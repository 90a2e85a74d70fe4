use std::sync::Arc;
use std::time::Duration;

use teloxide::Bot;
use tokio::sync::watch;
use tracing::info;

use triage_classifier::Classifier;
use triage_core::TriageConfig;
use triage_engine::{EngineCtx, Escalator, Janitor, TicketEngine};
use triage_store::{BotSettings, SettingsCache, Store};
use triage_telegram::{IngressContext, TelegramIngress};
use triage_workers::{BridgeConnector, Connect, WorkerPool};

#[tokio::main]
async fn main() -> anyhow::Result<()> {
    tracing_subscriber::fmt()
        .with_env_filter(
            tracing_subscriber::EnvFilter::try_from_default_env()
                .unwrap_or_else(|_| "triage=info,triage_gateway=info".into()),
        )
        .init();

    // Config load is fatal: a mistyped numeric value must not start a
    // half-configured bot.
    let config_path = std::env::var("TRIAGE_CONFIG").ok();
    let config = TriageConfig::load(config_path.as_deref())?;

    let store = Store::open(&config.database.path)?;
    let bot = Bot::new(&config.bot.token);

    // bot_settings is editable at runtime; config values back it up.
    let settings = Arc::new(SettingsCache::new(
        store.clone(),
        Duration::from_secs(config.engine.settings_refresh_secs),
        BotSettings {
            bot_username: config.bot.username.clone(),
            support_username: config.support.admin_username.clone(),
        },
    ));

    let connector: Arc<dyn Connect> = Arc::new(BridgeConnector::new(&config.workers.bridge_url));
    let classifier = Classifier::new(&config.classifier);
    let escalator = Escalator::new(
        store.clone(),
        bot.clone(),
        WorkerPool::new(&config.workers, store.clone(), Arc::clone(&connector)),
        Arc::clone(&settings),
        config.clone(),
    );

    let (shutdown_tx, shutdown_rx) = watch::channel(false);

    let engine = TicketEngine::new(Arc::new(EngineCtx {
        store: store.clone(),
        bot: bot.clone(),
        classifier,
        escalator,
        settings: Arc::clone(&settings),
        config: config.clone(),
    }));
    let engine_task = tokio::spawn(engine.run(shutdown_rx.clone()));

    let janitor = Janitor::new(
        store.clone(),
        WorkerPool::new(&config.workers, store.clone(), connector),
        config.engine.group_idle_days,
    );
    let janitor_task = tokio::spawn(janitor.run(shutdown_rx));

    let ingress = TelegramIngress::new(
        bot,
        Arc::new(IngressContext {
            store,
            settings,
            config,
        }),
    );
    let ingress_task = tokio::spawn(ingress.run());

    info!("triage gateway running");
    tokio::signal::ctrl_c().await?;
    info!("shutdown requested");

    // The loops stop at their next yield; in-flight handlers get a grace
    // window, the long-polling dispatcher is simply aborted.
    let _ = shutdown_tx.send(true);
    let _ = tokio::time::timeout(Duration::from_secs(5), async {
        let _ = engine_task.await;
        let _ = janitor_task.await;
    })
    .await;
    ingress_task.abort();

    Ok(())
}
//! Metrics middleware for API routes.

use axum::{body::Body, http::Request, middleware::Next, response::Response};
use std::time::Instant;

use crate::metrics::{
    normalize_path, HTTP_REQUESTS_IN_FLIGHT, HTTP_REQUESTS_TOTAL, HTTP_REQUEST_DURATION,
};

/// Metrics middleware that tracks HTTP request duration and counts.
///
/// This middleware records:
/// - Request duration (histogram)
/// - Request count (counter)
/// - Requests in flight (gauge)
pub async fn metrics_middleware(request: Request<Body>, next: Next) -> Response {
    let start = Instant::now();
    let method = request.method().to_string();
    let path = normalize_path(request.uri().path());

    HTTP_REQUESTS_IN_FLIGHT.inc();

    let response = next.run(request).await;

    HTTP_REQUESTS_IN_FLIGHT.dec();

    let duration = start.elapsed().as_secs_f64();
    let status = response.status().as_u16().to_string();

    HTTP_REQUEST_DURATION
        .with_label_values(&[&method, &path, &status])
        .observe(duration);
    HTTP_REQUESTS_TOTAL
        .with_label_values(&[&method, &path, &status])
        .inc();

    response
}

┄┄┄┄┄┄┄┄┄┄

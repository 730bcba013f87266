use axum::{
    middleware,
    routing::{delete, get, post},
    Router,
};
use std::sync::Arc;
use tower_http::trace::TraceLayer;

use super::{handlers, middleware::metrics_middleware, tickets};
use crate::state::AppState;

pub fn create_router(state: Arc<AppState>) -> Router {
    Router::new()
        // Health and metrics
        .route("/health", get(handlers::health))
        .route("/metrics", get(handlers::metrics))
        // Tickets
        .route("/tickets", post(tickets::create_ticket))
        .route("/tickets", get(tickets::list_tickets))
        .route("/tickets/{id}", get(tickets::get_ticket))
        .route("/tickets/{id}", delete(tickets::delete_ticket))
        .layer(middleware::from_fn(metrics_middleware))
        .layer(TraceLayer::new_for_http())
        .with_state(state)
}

┄┄┄┄┄┄┄┄┄┄

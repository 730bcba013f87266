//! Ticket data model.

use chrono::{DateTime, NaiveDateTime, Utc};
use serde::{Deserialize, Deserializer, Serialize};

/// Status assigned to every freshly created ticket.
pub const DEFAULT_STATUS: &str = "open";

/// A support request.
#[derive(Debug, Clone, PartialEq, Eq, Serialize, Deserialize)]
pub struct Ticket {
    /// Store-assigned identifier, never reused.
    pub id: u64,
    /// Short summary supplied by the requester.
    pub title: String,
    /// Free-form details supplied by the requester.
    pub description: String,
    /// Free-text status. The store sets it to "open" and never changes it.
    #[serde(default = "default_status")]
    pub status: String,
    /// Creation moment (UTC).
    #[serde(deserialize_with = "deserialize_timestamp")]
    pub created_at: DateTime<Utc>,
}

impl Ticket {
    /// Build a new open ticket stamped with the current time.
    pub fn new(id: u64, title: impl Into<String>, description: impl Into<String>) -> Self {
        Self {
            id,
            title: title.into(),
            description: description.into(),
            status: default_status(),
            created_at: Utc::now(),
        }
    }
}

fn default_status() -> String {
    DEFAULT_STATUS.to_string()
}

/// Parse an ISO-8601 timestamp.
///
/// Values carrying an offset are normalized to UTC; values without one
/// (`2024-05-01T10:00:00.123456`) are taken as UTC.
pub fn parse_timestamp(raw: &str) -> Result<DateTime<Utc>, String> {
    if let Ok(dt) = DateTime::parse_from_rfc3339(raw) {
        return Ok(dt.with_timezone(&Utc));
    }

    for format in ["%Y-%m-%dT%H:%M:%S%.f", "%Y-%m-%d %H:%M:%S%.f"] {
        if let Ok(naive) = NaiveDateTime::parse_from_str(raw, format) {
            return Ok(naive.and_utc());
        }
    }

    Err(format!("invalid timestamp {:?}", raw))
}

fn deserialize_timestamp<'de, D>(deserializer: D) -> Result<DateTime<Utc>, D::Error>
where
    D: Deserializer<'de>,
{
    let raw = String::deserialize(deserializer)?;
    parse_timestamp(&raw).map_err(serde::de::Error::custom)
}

┄┄┄┄┄┄┄┄┄┄

## Required action
Return a copy of every line in the records that includes the string "tokio".

## Written solution
use tokio::sync::watch;
#[tokio::main]
    let engine_task = tokio::spawn(engine.run(shutdown_rx.clone()));
    let janitor_task = tokio::spawn(janitor.run(shutdown_rx));
    let ingress_task = tokio::spawn(ingress.run());
    tokio::signal::ctrl_c().await?;
    let _ = tokio::time::timeout(Duration::from_secs(5), async {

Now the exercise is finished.